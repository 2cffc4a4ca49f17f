//! Shared test helpers and mock Responses API.

#![allow(dead_code)]

use std::collections::VecDeque;
use std::sync::atomic::{AtomicUsize, Ordering};
use std::sync::Mutex;

use async_trait::async_trait;
use futures::stream;
use serde_json::{json, Value};

use respkit::error::RespkitError;
use respkit::provider::{EventStream, ResponsesApi};
use respkit::types::{ResponseObject, StreamEvent};

/// A mock API that returns canned responses and records what it was sent.
#[derive(Default)]
pub struct MockApi {
    responses: Mutex<VecDeque<Result<Value, RespkitError>>>,
    streams: Mutex<VecDeque<Vec<Result<StreamEvent, RespkitError>>>>,
    models: Mutex<Vec<String>>,
    models_error: Mutex<Option<RespkitError>>,
    payloads: Mutex<Vec<Value>>,
    list_calls: AtomicUsize,
}

impl MockApi {
    pub fn new() -> Self {
        Self::default()
    }

    /// Queue a raw response body for the next blocking call.
    pub fn queue_response(&self, body: Value) {
        self.responses.lock().unwrap().push_back(Ok(body));
    }

    /// Queue a response whose first content block carries `text`.
    pub fn queue_text(&self, text: &str) {
        self.queue_response(response_with_text(text));
    }

    pub fn queue_error(&self, err: RespkitError) {
        self.responses.lock().unwrap().push_back(Err(err));
    }

    /// Queue the events of the next streaming call.
    pub fn queue_stream(&self, events: Vec<Result<StreamEvent, RespkitError>>) {
        self.streams.lock().unwrap().push_back(events);
    }

    pub fn set_models(&self, ids: &[&str]) {
        *self.models.lock().unwrap() = ids.iter().map(|s| s.to_string()).collect();
    }

    /// Fail the next listing call with `err`.
    pub fn fail_models(&self, err: RespkitError) {
        *self.models_error.lock().unwrap() = Some(err);
    }

    /// Every payload received, in order.
    pub fn payloads(&self) -> Vec<Value> {
        self.payloads.lock().unwrap().clone()
    }

    pub fn list_calls(&self) -> usize {
        self.list_calls.load(Ordering::SeqCst)
    }
}

#[async_trait]
impl ResponsesApi for MockApi {
    async fn create_response(&self, payload: &Value) -> Result<ResponseObject, RespkitError> {
        self.payloads.lock().unwrap().push(payload.clone());
        match self.responses.lock().unwrap().pop_front() {
            Some(result) => result.map(ResponseObject::from_value),
            None => Ok(ResponseObject::from_value(response_with_text("Mock response"))),
        }
    }

    async fn stream_response(&self, payload: &Value) -> Result<EventStream, RespkitError> {
        self.payloads.lock().unwrap().push(payload.clone());
        let events = self.streams.lock().unwrap().pop_front().unwrap_or_default();
        Ok(Box::pin(stream::iter(events)))
    }

    async fn list_models(&self) -> Result<Vec<String>, RespkitError> {
        self.list_calls.fetch_add(1, Ordering::SeqCst);
        if let Some(err) = self.models_error.lock().unwrap().take() {
            return Err(err);
        }
        Ok(self.models.lock().unwrap().clone())
    }
}

pub fn response_with_text(text: &str) -> Value {
    json!({
        "id": "resp_mock",
        "status": "completed",
        "output": [{
            "type": "message",
            "role": "assistant",
            "content": [{"type": "output_text", "text": text}]
        }]
    })
}

pub fn delta(text: &str) -> Result<StreamEvent, RespkitError> {
    Ok(StreamEvent::TextDelta {
        delta: text.to_string(),
    })
}

pub fn completed(text: &str) -> Result<StreamEvent, RespkitError> {
    Ok(StreamEvent::Completed {
        response: ResponseObject::from_value(response_with_text(text)),
    })
}
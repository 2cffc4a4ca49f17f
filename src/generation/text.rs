//! Non-streaming text generation.

use tracing::debug;

use crate::error::RespkitError;
use crate::provider::ResponsesApi;
use crate::types::ResponseRequest;

/// Issue one blocking call and return the text of the first content block.
///
/// A response without that block (image-only output, unexpected shape)
/// yields an empty string rather than an error.
pub async fn generate_text(
    api: &dyn ResponsesApi,
    request: &ResponseRequest,
) -> Result<String, RespkitError> {
    let payload = request.to_payload();
    let response = api.create_response(&payload).await?;
    let text = response.first_text();

    if text.is_empty() {
        debug!(
            model = %request.model,
            status = ?response.status,
            "Response carried no leading text block"
        );
    }

    Ok(text)
}
//! respkit: helpers for the OpenAI Responses API.
//!
//! Picks a sensible default model from a short, ordered catalog checked
//! against the models your key can actually use, and sends prompts either as
//! one blocking call or as a stream of text fragments.
//!
//! # Quick Start
//!
//! ```no_run
//! use respkit::prelude::*;
//!
//! # async fn example() -> respkit::error::Result<()> {
//! let config = RespkitConfig::from_env();
//! let client = OpenAiClient::new(&config)?;
//! let model = ModelSelector::default()
//!     .resolve_default_model(&config, &client, ModelCategory::Fast)
//!     .await?;
//! let text = get_response(&client, &ResponseRequest::new(model, "Hello!"))
//!     .await?
//!     .into_text()
//!     .await?;
//! println!("{text}");
//! # Ok(())
//! # }
//! ```

pub mod config;
pub mod error;
pub mod generation;
pub mod models;
pub mod prelude;
pub mod provider;
pub mod types;

#[cfg(feature = "cli")]
pub mod cli;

━━━

## Assignment
Show, from the records above, every line that includes "clone".

## Answer to this exercise
        self.payloads.lock().unwrap().clone()
        self.payloads.lock().unwrap().push(payload.clone());
        self.payloads.lock().unwrap().push(payload.clone());
        Ok(self.models.lock().unwrap().clone())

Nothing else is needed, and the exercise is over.